## YOUR TASK
Reading through the lines below, count those that include the string "samples"; the answer is that number and nothing else.

## SOURCE RECORDS
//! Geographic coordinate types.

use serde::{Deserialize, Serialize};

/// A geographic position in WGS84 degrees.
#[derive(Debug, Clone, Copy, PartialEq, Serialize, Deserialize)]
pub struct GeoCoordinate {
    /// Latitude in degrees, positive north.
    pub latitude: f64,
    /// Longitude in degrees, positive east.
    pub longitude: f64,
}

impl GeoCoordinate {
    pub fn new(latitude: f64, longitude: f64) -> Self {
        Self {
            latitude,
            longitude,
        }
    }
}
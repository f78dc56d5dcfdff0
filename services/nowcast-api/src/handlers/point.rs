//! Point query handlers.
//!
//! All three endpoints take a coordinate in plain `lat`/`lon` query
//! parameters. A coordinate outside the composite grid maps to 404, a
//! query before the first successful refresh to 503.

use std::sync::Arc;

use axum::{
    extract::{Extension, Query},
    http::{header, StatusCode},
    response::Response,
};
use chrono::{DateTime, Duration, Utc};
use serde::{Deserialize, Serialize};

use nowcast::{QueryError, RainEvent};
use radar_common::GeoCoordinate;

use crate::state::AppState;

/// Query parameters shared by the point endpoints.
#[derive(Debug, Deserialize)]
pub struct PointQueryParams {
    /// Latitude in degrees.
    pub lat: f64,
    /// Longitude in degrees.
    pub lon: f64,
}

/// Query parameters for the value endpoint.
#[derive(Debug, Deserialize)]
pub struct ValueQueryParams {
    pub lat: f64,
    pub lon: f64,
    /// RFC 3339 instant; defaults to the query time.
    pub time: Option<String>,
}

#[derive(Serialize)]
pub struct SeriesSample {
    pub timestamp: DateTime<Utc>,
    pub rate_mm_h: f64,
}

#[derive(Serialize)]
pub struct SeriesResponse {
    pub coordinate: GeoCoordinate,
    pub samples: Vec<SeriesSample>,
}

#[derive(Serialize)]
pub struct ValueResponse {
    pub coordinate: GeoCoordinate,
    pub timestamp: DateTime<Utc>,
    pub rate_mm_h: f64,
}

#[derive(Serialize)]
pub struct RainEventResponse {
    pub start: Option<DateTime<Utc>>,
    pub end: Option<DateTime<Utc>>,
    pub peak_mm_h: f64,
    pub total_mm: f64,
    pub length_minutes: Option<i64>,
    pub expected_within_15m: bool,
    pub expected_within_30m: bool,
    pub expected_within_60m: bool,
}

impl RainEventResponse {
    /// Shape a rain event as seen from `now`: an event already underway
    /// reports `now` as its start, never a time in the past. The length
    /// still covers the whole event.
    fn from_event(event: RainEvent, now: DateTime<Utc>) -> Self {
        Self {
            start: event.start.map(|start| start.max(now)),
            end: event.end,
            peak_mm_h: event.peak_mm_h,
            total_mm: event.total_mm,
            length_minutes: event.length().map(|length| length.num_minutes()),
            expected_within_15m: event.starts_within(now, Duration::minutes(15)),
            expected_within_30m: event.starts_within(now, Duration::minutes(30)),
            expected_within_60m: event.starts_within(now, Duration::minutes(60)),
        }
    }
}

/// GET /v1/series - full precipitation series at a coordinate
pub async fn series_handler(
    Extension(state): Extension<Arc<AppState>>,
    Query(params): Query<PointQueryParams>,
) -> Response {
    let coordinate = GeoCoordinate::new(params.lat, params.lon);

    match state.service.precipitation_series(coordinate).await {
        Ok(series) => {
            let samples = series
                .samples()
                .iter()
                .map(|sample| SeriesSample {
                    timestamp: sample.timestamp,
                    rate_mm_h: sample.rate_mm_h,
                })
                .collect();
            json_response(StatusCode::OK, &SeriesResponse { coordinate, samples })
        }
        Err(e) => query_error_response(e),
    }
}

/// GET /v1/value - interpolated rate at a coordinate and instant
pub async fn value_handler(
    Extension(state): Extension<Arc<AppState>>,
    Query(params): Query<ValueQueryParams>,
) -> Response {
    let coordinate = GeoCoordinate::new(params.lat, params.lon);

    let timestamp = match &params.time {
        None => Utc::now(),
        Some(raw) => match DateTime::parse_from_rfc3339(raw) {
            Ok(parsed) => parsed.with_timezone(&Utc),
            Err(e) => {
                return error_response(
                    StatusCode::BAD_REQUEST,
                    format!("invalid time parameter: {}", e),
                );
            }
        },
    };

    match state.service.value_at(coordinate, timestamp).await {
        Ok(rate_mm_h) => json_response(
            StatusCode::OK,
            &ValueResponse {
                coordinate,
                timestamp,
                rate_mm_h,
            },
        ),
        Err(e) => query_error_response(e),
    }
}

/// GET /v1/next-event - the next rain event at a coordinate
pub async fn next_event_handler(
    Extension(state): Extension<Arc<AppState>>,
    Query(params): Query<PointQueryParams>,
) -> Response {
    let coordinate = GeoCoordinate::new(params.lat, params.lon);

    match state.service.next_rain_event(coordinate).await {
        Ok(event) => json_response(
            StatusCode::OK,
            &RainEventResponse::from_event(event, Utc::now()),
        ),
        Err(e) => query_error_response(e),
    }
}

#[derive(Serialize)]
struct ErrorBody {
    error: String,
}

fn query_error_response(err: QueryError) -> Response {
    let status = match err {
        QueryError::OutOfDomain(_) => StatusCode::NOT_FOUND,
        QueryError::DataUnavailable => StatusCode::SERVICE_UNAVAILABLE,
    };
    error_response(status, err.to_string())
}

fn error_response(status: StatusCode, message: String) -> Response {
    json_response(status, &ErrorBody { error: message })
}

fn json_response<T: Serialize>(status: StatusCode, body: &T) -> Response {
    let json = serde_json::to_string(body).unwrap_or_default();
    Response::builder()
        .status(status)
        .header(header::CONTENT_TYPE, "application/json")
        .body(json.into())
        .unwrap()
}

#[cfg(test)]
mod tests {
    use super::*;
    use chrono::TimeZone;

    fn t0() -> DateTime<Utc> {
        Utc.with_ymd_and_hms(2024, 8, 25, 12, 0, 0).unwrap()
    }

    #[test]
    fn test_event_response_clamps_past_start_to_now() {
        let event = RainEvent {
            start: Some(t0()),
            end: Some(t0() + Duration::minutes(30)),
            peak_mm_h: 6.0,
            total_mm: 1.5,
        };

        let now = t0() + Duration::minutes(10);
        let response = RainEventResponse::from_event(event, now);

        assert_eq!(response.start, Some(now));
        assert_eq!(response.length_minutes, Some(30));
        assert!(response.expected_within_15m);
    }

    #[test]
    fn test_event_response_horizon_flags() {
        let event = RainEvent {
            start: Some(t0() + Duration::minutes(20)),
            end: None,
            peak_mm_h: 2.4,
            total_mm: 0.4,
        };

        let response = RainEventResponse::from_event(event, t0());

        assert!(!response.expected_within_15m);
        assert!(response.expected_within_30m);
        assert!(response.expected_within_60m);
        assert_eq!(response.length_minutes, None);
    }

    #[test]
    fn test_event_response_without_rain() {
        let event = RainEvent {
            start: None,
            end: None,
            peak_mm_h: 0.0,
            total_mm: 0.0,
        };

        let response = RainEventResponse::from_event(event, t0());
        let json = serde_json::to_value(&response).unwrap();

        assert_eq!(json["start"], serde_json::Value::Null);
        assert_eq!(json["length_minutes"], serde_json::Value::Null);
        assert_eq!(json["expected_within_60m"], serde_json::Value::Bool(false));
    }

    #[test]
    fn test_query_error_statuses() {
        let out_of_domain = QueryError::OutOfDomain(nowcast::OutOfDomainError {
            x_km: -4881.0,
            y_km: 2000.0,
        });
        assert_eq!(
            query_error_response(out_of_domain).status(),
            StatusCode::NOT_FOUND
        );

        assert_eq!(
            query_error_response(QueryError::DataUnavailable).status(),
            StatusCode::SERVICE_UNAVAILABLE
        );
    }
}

## EXERCISE RESULT
4